If you could go back to the early stages of your career, what advice would you give to yourself to help you navigate the maze to get promoted in your firm? I wonder if any of your advice would match the four tips I recently gave to an audit trainee:
1. Be a delight to work with
Not everyone who joins in your firm (whether or not they are an auditor) will enjoy the work that junior accountants get given. Doing stock checks at the weekend is not many people’s ideal way to use their intelligence and their degree level knowledge. If you want your partners and managers to notice of you, then go in with the attitude that you will be known as a delight to work with. For example,
- take the initiative
- be positive/optimistic/enthusiastic
- put the needs of the team/firm above your own
2. Seek out a mentor in the firm to help you guide your career
For many becoming an audit trainee is the first proper job they have ever had. If you were anything like myself in my first proper job, you may be feeling very over-whelmed and like a fish out of water. Therefore, do find a mentor to help you answer the questions you don’t feel you can ask openly. The advice they share with you about how they got noticed for the right reasons as an audit trainee will be invaluable.
3. Continually ask for feedback from people you work with
No-one is the perfect article, whether they are 20 or 50. Your firm knows that and will expect you to be self-aware and be working on plugging the gaps in your skill set. Therefore, if you want to get noticed as ‘one to watch’, gain a reputation for asking for feedback, i.e. ‘how can I improve?’. Then, and this is the really important bit, act on this feedback.
4. Take an interest in the commercial side of the clients you work with and how your firm runs
The partners in your firm (unless they are ‘salaried’ rather than equity) will own a slice of the firm. They will want to make sure that their future successors are a good fit for business ownership. This means that you, regardless of how much ‘ticking and bashing’ that you are doing, must take an interest in the commercial side of what you are doing. For example,
- How are budgets set on the job?
- What profit margin does your firm hope to make on an audit assignment?

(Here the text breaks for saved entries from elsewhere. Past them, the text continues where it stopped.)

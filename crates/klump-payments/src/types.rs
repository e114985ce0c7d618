//! Core types for the gateway.

use chrono::Utc;
use serde::{Deserialize, Serialize};

/// Prefix of every merchant reference generated by this gateway.
pub const REFERENCE_PREFIX: &str = "CLDKP";

/// Merchant reference correlating a provider-side transaction with the
/// invoice that initiated it.
///
/// Format: `CLDKP_{invoiceId}_{unixTimestamp}`. Generated once per checkout
/// attempt and immutable thereafter.
#[derive(Debug, Clone, PartialEq, Eq, Serialize, Deserialize)]
#[serde(transparent)]
pub struct MerchantReference(String);

impl MerchantReference {
    /// Generate a fresh reference for an invoice.
    pub fn generate(invoice_id: u64) -> Self {
        Self(format!(
            "{REFERENCE_PREFIX}_{invoice_id}_{}",
            Utc::now().timestamp()
        ))
    }

    /// Wrap a reference echoed back by the provider.
    pub fn from_raw(raw: impl Into<String>) -> Self {
        Self(raw.into())
    }

    pub fn as_str(&self) -> &str {
        &self.0
    }

    /// Invoice ID embedded in the reference, if it has the expected shape.
    pub fn invoice_id(&self) -> Option<u64> {
        let mut parts = self.0.split('_');
        if parts.next() != Some(REFERENCE_PREFIX) {
            return None;
        }
        parts.next()?.parse().ok()
    }
}

impl std::fmt::Display for MerchantReference {
    fn fmt(&self, f: &mut std::fmt::Formatter<'_>) -> std::fmt::Result {
        f.write_str(&self.0)
    }
}

/// Binary settlement outcome derived from the provider's state string.
#[derive(Debug, Clone, Copy, PartialEq, Eq, Serialize, Deserialize)]
pub enum SettlementOutcome {
    /// Provider reports the transaction as captured.
    Successful,
    /// Anything other than `"success"`.
    Unsuccessful,
}

impl SettlementOutcome {
    /// Label used in the host's gateway log.
    pub fn as_str(&self) -> &'static str {
        match self {
            SettlementOutcome::Successful => "Successful",
            SettlementOutcome::Unsuccessful => "Unsuccessful",
        }
    }
}

impl std::fmt::Display for SettlementOutcome {
    fn fmt(&self, f: &mut std::fmt::Formatter<'_>) -> std::fmt::Result {
        f.write_str(self.as_str())
    }
}

/// A transaction whose state was fetched from the provider.
#[derive(Debug, Clone)]
pub struct VerifiedTransaction {
    /// Provider-side reference that was verified.
    pub reference: String,
    /// Settlement outcome.
    pub outcome: SettlementOutcome,
    /// Declared capture amount: unit price of the first line item.
    /// Multi-item carts are out of scope for this gateway.
    pub amount: f64,
    /// Currency the payment was captured in.
    pub currency: String,
}

/// Query parameters of the provider's browser redirect to the callback URL.
#[derive(Debug, Clone, Deserialize)]
pub struct CallbackParams {
    /// Host invoice the checkout was initiated for.
    pub invoice_id: u64,
    /// Merchant reference generated at checkout time.
    pub trxref: String,
    /// Provider's own transaction reference, used for verification.
    pub kref: String,
    /// Client-reported status. Never trusted for settlement decisions;
    /// kept for the audit log only.
    #[serde(default)]
    pub status: Option<String>,
}

/// Terminal outcome of one callback invocation.
#[derive(Debug, Clone, PartialEq, Eq)]
pub enum CallbackOutcome {
    /// Payment verified, reconciled and recorded; redirect to the invoice.
    Settled { invoice_id: u64, redirect: String },
    /// A payment with this reference already exists. Benign no-op so that
    /// provider redirect retries never double-credit.
    AlreadySettled { invoice_id: u64, redirect: String },
    /// Transaction verified but not successful: logged for audit, never paid.
    Declined { invoice_id: u64 },
}
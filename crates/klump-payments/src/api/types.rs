//! API response types.

use serde::{Deserialize, Serialize};

/// Health check response.
#[derive(Debug, Serialize, Deserialize)]
pub struct HealthResponse {
    pub healthy: bool,
    pub gateway_enabled: bool,
    pub test_mode: bool,
    pub provider_reachable: bool,
}

/// Error response for the JSON endpoints.
#[derive(Debug, Serialize, Deserialize)]
pub struct ErrorResponse {
    pub error: String,
    pub code: String,
}

impl ErrorResponse {
    pub fn new(error: impl Into<String>, code: impl Into<String>) -> Self {
        Self {
            error: error.into(),
            code: code.into(),
        }
    }
}
//! Response types for the Klump transactions API.

use serde::{Deserialize, Serialize};

/// Provider state string that marks a settled transaction.
pub const STATE_SUCCESS: &str = "success";

/// Response body of `GET /v1/transactions/{reference}/verify`.
///
/// `data` is absent when the provider has no record of the reference or
/// returned an error shape; callers must treat that as a failed verification.
#[derive(Debug, Clone, Serialize, Deserialize)]
pub struct VerifyTransactionResponse {
    /// Transaction state as reported by Klump (`"success"` or otherwise).
    #[serde(default)]
    pub state: String,

    /// Transaction payload; `None` when the provider found nothing.
    #[serde(default)]
    pub data: Option<TransactionData>,

    /// Optional human-readable message from the provider.
    #[serde(default, skip_serializing_if = "Option::is_none")]
    pub message: Option<String>,
}

/// Transaction payload returned by the verification endpoint.
#[derive(Debug, Clone, Serialize, Deserialize)]
pub struct TransactionData {
    /// ISO currency code the payment was captured in.
    pub currency: String,

    /// Line items of the checkout. Single-item checkouts are the norm for
    /// invoice payments; the first item carries the settlement amount.
    #[serde(default)]
    pub items: Vec<LineItem>,

    /// Merchant reference echoed back by the provider, when present.
    #[serde(default, skip_serializing_if = "Option::is_none")]
    pub merchant_reference: Option<String>,
}

/// A single checkout line item.
#[derive(Debug, Clone, Serialize, Deserialize)]
pub struct LineItem {
    #[serde(default, skip_serializing_if = "Option::is_none")]
    pub name: Option<String>,
    pub unit_price: f64,
    #[serde(default = "default_quantity")]
    pub quantity: u32,
}

fn default_quantity() -> u32 {
    1
}

impl VerifyTransactionResponse {
    /// Whether the provider reports the transaction as settled.
    pub fn is_successful(&self) -> bool {
        self.state == STATE_SUCCESS
    }

    /// Unit price of the first line item, if any.
    pub fn first_unit_price(&self) -> Option<f64> {
        self.data
            .as_ref()
            .and_then(|d| d.items.first())
            .map(|item| item.unit_price)
    }
}
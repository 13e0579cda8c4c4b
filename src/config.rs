//! Configuration for CaskKV
//!
//! Centralized configuration with sensible defaults.

use std::path::PathBuf;

use crate::error::{CaskError, Result};

/// Main configuration for a CaskKV instance
#[derive(Debug, Clone)]
pub struct Config {
    // -------------------------------------------------------------------------
    // Storage Configuration
    // -------------------------------------------------------------------------
    /// Directory holding the data files
    /// Internal structure:
    ///   {dir_path}/
    ///     ├── 000000000.data   (older data files, read-only)
    ///     ├── 000000001.data   (active data file)
    ///     ├── hint-index       (written by merge, optional)
    ///     └── merge-finished   (written by merge, optional)
    pub dir_path: PathBuf,

    /// Size threshold (bytes) at which the active file is rotated
    pub data_file_size: u64,

    /// fsync after every write
    pub sync_writes: bool,

    // -------------------------------------------------------------------------
    // Index Configuration
    // -------------------------------------------------------------------------
    /// In-memory index implementation
    pub index_type: IndexType,
}

/// Available in-memory index implementations
#[derive(Debug, Clone, Copy, PartialEq, Eq, Default)]
pub enum IndexType {
    /// Ordered B-tree (`BTreeMap` under a read-write lock)
    #[default]
    BTree,

    /// Lock-free skiplist
    SkipList,
}

impl Default for Config {
    fn default() -> Self {
        Self {
            dir_path: std::env::temp_dir().join("caskkv"),
            data_file_size: 256 * 1024 * 1024, // 256 MB
            sync_writes: false,
            index_type: IndexType::BTree,
        }
    }
}

impl Config {
    /// Create a new config builder
    pub fn builder() -> ConfigBuilder {
        ConfigBuilder::default()
    }

    /// Reject configurations the engine cannot run with
    pub fn validate(&self) -> Result<()> {
        if self.dir_path.as_os_str().is_empty() {
            return Err(CaskError::Config("database dir path is empty".to_string()));
        }
        if self.data_file_size == 0 {
            return Err(CaskError::Config(
                "database data file size must be greater than 0".to_string(),
            ));
        }
        Ok(())
    }
}

/// Builder for Config
#[derive(Default)]
pub struct ConfigBuilder {
    config: Config,
}

impl ConfigBuilder {
    /// Set the data directory
    pub fn dir_path(mut self, path: impl Into<PathBuf>) -> Self {
        self.config.dir_path = path.into();
        self
    }

    /// Set the per-file size threshold (in bytes)
    pub fn data_file_size(mut self, size: u64) -> Self {
        self.config.data_file_size = size;
        self
    }

    /// Enable or disable fsync on every write
    pub fn sync_writes(mut self, sync: bool) -> Self {
        self.config.sync_writes = sync;
        self
    }

    /// Set the index implementation
    pub fn index_type(mut self, index_type: IndexType) -> Self {
        self.config.index_type = index_type;
        self
    }

    pub fn build(self) -> Config {
        self.config
    }
}

/// Options for [`Engine::iter`](crate::Engine::iter)
#[derive(Debug, Clone, Default)]
pub struct IteratorOptions {
    /// Only yield keys starting with this prefix (empty = all keys)
    pub prefix: Vec<u8>,

    /// Traverse in descending key order
    pub reverse: bool,
}

/// Options for [`WriteBatch`](crate::WriteBatch)
#[derive(Debug, Clone, Copy)]
pub struct WriteBatchOptions {
    /// Maximum number of staged writes in one batch
    pub max_batch_num: usize,

    /// fsync the active file when the batch commits
    pub sync_writes: bool,
}

impl Default for WriteBatchOptions {
    fn default() -> Self {
        Self {
            max_batch_num: 500_000,
            sync_writes: true,
        }
    }
}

- What is the implications to this profit margin if you can’t recharge your time when you over-run?
- How does your client actually make money?
- What are the key drivers for your client to make or lose money?
Chapter 9 “How your firm makes money” in ‘How to make partner and still have a life‘ will be an invaluable help to you to truly understand how your firm runs, and why it runs this way.
Get a reputation as ‘Partnership Potential’
When you get the tag of ‘Partnership Potential’ you will find that the partners in your firm will heavily invest in rapidly progressing your career. Chapter 5, “how to become partnership potential’ of How to make partner and still have a life will give you the whole chapter and verse on exactly what you need to do to show that you are a great person to promote rapidly.
To see what you need to do to be seen as partnership potential take our free partnership potential self assessment from our career kitbag (email required)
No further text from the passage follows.